On 26 January, I announced to the House the first steps to deploy the Government’s online directory—ContactPoint. I can today provide an update on progress in delivering ContactPoint, and outline the next steps.
ContactPoint has been developed in response to a key recommendation of Lord Laming’s inquiry into the tragic death of Victoria Climbié and is a vital tool designed to help keep children safe. In order to protect children it is crucial to ensure that the right agencies are involved at the right time and to improve the sharing of information between practitioners. ContactPoint will also help practitioners to improve outcomes for all children. It is a tool for practitioners to support better communication among practitioners working with children and young people across education, health, social care and youth offending services in the statutory and voluntary sectors. It will provide a quick way for those practitioners to find out who else is working with the same child or young person and ensure their best interests are promoted.

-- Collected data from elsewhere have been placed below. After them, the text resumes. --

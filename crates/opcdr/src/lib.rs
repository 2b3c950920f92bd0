// SPDX-License-Identifier: Apache-2.0 OR MIT
// Copyright (c) 2025-2026 naskel.com

//! # opcdr - op-stream driven CDR marshalling
//!
//! Marshals IDL-described structures to and from CDR by executing a compact
//! instruction stream carried in each type's [`TopicDescriptor`]. The same
//! interpreter serializes, deserializes, extracts keys and computes sizes for any
//! type; nothing is generated per type except the descriptor itself.
//!
//! ## Quick Start
//!
//! ```rust
//! use opcdr::Topic;
//!
//! #[derive(Debug, Default, PartialEq, opcdr::Topic)]
//! #[topic(name = "Sensors::Reading")]
//! struct Reading {
//!     #[key]
//!     sensor_id: u32,
//!     #[topic(bound = 16)]
//!     label: String,
//!     samples: Vec<f32>,
//! }
//!
//! let desc = Reading::descriptor();
//! let reading = Reading {
//!     sensor_id: 7,
//!     label: "hall".into(),
//!     samples: vec![20.5, 21.0],
//! };
//!
//! let bytes = opcdr::serialize(desc, &reading).unwrap();
//! assert_eq!(opcdr::size_of(desc, &reading).unwrap(), bytes.len());
//! assert_eq!(opcdr::extract_key(desc, &reading).unwrap(), [7, 0, 0, 0]);
//!
//! let back: Reading = opcdr::deserialize(desc, &bytes).unwrap();
//! assert_eq!(back, reading);
//! ```
//!
//! ## Architecture
//!
//! ```text
//! +---------------------------------------------------------------------+
//! |  #[derive(Topic)]  |  TypeBuilder  |  YAML / JSON descriptors       |
//! +---------------------------------------------------------------------+
//! |        TopicDescriptor (OpArena + key table + XML metadata)        |
//! +---------------------------------------------------------------------+
//! |    interp: serialize | deserialize | extract_key | size_of | hash  |
//! +---------------------------------------------------------------------+
//! |     reflect (indexed field access)  |  ser (aligned CDR cursors)   |
//! +---------------------------------------------------------------------+
//! ```
//!
//! ## Modules Overview
//!
//! - [`ops`] - instruction words, decoding, arena, disassembler
//! - [`descriptor`] - descriptors, validation, registry and builder
//! - [`interp`] - the interpreter ([`Codec`])
//! - [`reflect`] - field access traits and dynamic samples
//! - [`meta`] - XML type metadata
//! - [`config`] - wire format constants and runtime configuration

// Allow the derive macro to work inside this crate's tests
extern crate self as opcdr;

/// Wire format constants and runtime configuration.
pub mod config;
/// Topic descriptors, validation, registry and builder.
pub mod descriptor;
/// Error taxonomy.
pub mod error;
/// The op-stream interpreter.
pub mod interp;
/// XML type metadata.
pub mod meta;
/// Instruction set, decoding and disassembly.
pub mod ops;
/// Indexed field access and dynamic samples.
pub mod reflect;
/// CDR cursors and payload header.
pub mod ser;

pub use config::{ByteOrder, WireConfig};
pub use descriptor::{DescriptorStore, KeyDescriptor, TopicDescriptor, TopicFlags, TypeBuilder};
pub use error::{ConfigError, FieldPath, MarshalError, Result};
pub use interp::{deserialize, deserialize_dynamic, extract_key, key_hash, serialize, size_of, Codec};
pub use reflect::{DynValue, DynamicSample, MemberType, Reflect, Topic, WireType};

// Derive macro (for #[derive(opcdr::Topic)])
#[cfg(feature = "derive")]
pub use opcdr_derive::Topic;

/// Crate version string.
pub const VERSION: &str = env!("CARGO_PKG_VERSION");
// SPDX-License-Identifier: Apache-2.0 OR MIT
// Copyright (c) 2025-2026 naskel.com

extern crate proc_macro;

use proc_macro::TokenStream;
use quote::quote;
use syn::ext::IdentExt;
use syn::{parse_macro_input, Data, DeriveInput, Fields, LitInt, LitStr};

/// Struct-level `#[topic(...)]` options.
struct TopicAttrs {
    /// Fully-qualified IDL name; defaults to the struct name.
    name: Option<String>,
    /// Key member names in key order.
    keylist: Option<Vec<String>>,
}

/// Per-field options.
struct FieldInfo {
    ident: syn::Ident,
    ty: syn::Type,
    /// Member name as it appears in metadata and key lists.
    name: String,
    key: bool,
    bound: Option<u32>,
}

/// `#[derive(Topic)]` macro: generates field access + a lazily built descriptor
///
/// Fields become members in declaration order; field `n` is instruction field `n`.
///
/// Attributes:
/// - `#[topic(name = "Mod::Type")]` on the struct: IDL type name
/// - `#[topic(keylist = "b, a")]` on the struct: key members in key order
///   (comma or space separated)
/// - `#[key]` on a field: member is part of the key (declaration order)
/// - `#[topic(bound = N)]` on a field: strings in this member hold at most N chars
///
/// Supported field types: primitives, `bool`, `String`, fixed arrays, `Vec<T>` and
/// other `#[derive(Topic)]` structs. Self-referential types are not supported.
///
/// # Panics
///
/// The generated `descriptor()` panics on first use if the declaration does not
/// form a valid descriptor (for example `Vec<Vec<T>>` members).
///
/// Example:
/// ```ignore
/// use opcdr::Topic;
///
/// #[derive(Default, Topic)]
/// #[topic(name = "Fleet::Position", keylist = "vehicle")]
/// struct Position {
///     vehicle: u32,
///     #[topic(bound = 8)]
///     zone: String,
///     xyz: [f64; 3],
/// }
/// ```
#[proc_macro_derive(Topic, attributes(topic, key))]
pub fn derive_topic(input: TokenStream) -> TokenStream {
    let input = parse_macro_input!(input as DeriveInput);
    match expand(&input) {
        Ok(tokens) => tokens.into(),
        Err(err) => err.to_compile_error().into(),
    }
}

fn expand(input: &DeriveInput) -> syn::Result<proc_macro2::TokenStream> {
    let name = &input.ident;
    if !input.generics.params.is_empty() {
        return Err(syn::Error::new_spanned(
            &input.generics,
            "generic structs are not supported",
        ));
    }

    let fields = match &input.data {
        Data::Struct(data) => match &data.fields {
            Fields::Named(f) => &f.named,
            _ => {
                return Err(syn::Error::new_spanned(
                    input,
                    "Only named fields are supported",
                ))
            }
        },
        _ => return Err(syn::Error::new_spanned(input, "Only structs are supported")),
    };

    let attrs = parse_topic_attrs(input)?;
    let type_name = attrs.name.unwrap_or_else(|| name.to_string());

    let mut infos = Vec::with_capacity(fields.len());
    for field in fields {
        let Some(ident) = field.ident.as_ref() else {
            return Err(syn::Error::new_spanned(field, "Field must have a name"));
        };
        let mut info = FieldInfo {
            ident: ident.clone(),
            ty: field.ty.clone(),
            name: ident.unraw().to_string(),
            key: false,
            bound: None,
        };
        parse_field_attrs(field, &mut info)?;
        infos.push(info);
    }

    if let Some(keylist) = &attrs.keylist {
        if let Some(marked) = infos.iter().find(|f| f.key) {
            return Err(syn::Error::new_spanned(
                &marked.ident,
                "#[key] cannot be combined with #[topic(keylist = ...)]",
            ));
        }
        for key in keylist {
            if !infos.iter().any(|f| &f.name == key) {
                return Err(syn::Error::new_spanned(
                    input,
                    format!("keylist names unknown field `{key}`"),
                ));
            }
        }
    }

    let indices: Vec<u32> = (0..infos.len())
        .map(|idx| {
            u32::try_from(idx).map_err(|_| {
                syn::Error::new_spanned(input, "Struct has too many fields")
            })
        })
        .collect::<syn::Result<_>>()?;
    let idents: Vec<_> = infos.iter().map(|f| &f.ident).collect();

    let members: Vec<_> = infos
        .iter()
        .map(|f| {
            let member_name = &f.name;
            let ty = &f.ty;
            let method = if f.key {
                quote! { key }
            } else {
                quote! { member }
            };
            let bound = f.bound.map(|n| quote! { .with_string_bound(#n) });
            quote! {
                .#method(#member_name, <#ty as ::opcdr::reflect::WireType>::member_type()#bound)
            }
        })
        .collect();

    let keylist = attrs.keylist.map(|keys| quote! { .keylist([#(#keys),*]) });

    Ok(quote! {
        impl ::opcdr::reflect::Reflect for #name {
            fn field(&self, index: u32) -> ::core::option::Option<::opcdr::reflect::FieldRef<'_>> {
                match index {
                    #(#indices => ::core::option::Option::Some(
                        ::opcdr::reflect::Element::as_field(&self.#idents)
                    ),)*
                    _ => ::core::option::Option::None,
                }
            }

            fn field_mut(&mut self, index: u32) -> ::core::option::Option<::opcdr::reflect::FieldMut<'_>> {
                match index {
                    #(#indices => ::core::option::Option::Some(
                        ::opcdr::reflect::Element::as_field_mut(&mut self.#idents)
                    ),)*
                    _ => ::core::option::Option::None,
                }
            }
        }

        impl ::opcdr::reflect::Element for #name {
            fn as_field(&self) -> ::opcdr::reflect::FieldRef<'_> {
                ::opcdr::reflect::FieldRef::Struct(self)
            }

            fn as_field_mut(&mut self) -> ::opcdr::reflect::FieldMut<'_> {
                ::opcdr::reflect::FieldMut::Struct(self)
            }
        }

        impl #name {
            #[doc(hidden)]
            fn __opcdr_shared_descriptor() -> &'static ::std::sync::Arc<::opcdr::descriptor::TopicDescriptor> {
                static DESCRIPTOR: ::std::sync::OnceLock<::std::sync::Arc<::opcdr::descriptor::TopicDescriptor>> =
                    ::std::sync::OnceLock::new();
                DESCRIPTOR.get_or_init(|| {
                    let builder = ::opcdr::descriptor::TypeBuilder::new(#type_name)
                        .layout(::core::mem::size_of::<Self>(), ::core::mem::align_of::<Self>())
                        #(#members)*
                        #keylist;
                    match builder.build() {
                        ::core::result::Result::Ok(desc) => ::std::sync::Arc::new(desc),
                        ::core::result::Result::Err(err) => {
                            panic!("#[derive(Topic)] on `{}`: {}", #type_name, err)
                        }
                    }
                })
            }
        }

        impl ::opcdr::reflect::WireType for #name {
            fn member_type() -> ::opcdr::reflect::MemberType {
                ::opcdr::reflect::MemberType::Struct(::std::sync::Arc::clone(
                    Self::__opcdr_shared_descriptor(),
                ))
            }
        }

        impl ::opcdr::reflect::Topic for #name {
            fn descriptor() -> &'static ::opcdr::descriptor::TopicDescriptor {
                Self::__opcdr_shared_descriptor()
            }
        }
    })
}

fn parse_topic_attrs(input: &DeriveInput) -> syn::Result<TopicAttrs> {
    let mut attrs = TopicAttrs {
        name: None,
        keylist: None,
    };
    for attr in &input.attrs {
        if !attr.path().is_ident("topic") {
            continue;
        }
        attr.parse_nested_meta(|meta| {
            if meta.path.is_ident("name") {
                let lit: LitStr = meta.value()?.parse()?;
                attrs.name = Some(lit.value());
                Ok(())
            } else if meta.path.is_ident("keylist") {
                let lit: LitStr = meta.value()?.parse()?;
                attrs.keylist = Some(
                    lit.value()
                        .split(|c: char| c == ',' || c.is_whitespace())
                        .filter(|s| !s.is_empty())
                        .map(str::to_owned)
                        .collect(),
                );
                Ok(())
            } else {
                Err(meta.error("expected `name` or `keylist`"))
            }
        })?;
    }
    Ok(attrs)
}

fn parse_field_attrs(field: &syn::Field, info: &mut FieldInfo) -> syn::Result<()> {
    for attr in &field.attrs {
        if attr.path().is_ident("key") {
            attr.meta.require_path_only()?;
            info.key = true;
        } else if attr.path().is_ident("topic") {
            attr.parse_nested_meta(|meta| {
                if meta.path.is_ident("bound") {
                    let lit: LitInt = meta.value()?.parse()?;
                    info.bound = Some(lit.base10_parse()?);
                    Ok(())
                } else {
                    Err(meta.error("expected `bound`"))
                }
            })?;
        }
    }
    Ok(())
}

Under current arrangements, if a practitioner believes that a child is at risk or may need additional support, for example if they have a disability, they may have no way of knowing whether other services have been, or are already in contact with that child. In addressing these issues, the Government estimate that ContactPoint, when fully operational, can save at least 5 million hours of professionals’ time, currently spent trying to track down who else, if anyone, is helping the child. Supporting professionals in this way is an important element of the plan of action I announced last week in response to Lord Laming’s report on child protection. Lord Laming said in that report: “The new ContactPoint system will have particular advantages in reducing the possibility of children for whom there are concerns going unnoticed”.
Since January, important progress has been made. Seventeen early adopter local authorities in the north west of England, along with leading national charities, Barnardo’s and KIDS, now have trained management teams in preparation for practitioners to start to use the system. At the same time, as part of the extensive ContactPoint security arrangements, local authorities have shielded the records of children who are potentially at greater risk if their whereabouts were to become known, to provide an additional layer of security, (for example, if a child is fleeing domestic violence or is under witness protection, or in some cases where children have been adopted). Approximately 52,000 records have now been shielded on ContactPoint.
Building on this work, we will continue to take an incremental and steady approach to delivery. We are now moving ahead with the second phase of delivery. From 18 May, and over a period of several weeks, ContactPoint early adopters will train around 800 practitioners to use ContactPoint. They have been hand-picked to ensure they reflect the broad range of professionals working for children’s services organisations who will use ContactPoint when the directory is fully rolled out. We will carefully monitor the activity of those practitioners considering what further improvements may be required in the light of their experience of using the system.
From June to August, we will train management teams in the other local authorities and national partners. This will allow them to prepare for deployment of ContactPoint more widely in due course.
Throughout this second phase, we will continue to evaluate the experience of early adopters. This will ensure that the deployment of ContactPoint continues to take account of the experience of new users in the next stages of delivery.
ContactPoint continues to be supported by major children’s organisations, such as NSPCC, Barnardo’s, Action for Children and KIDS, teachers’ unions including NASUWT, as well as the Association of Chief Police Officers, the British Association of Social Workers, the Royal College of General Practitioners and the Children’s Inter-Agency Group whose members include the LGA and the Royal College of Paediatrics and Child Health.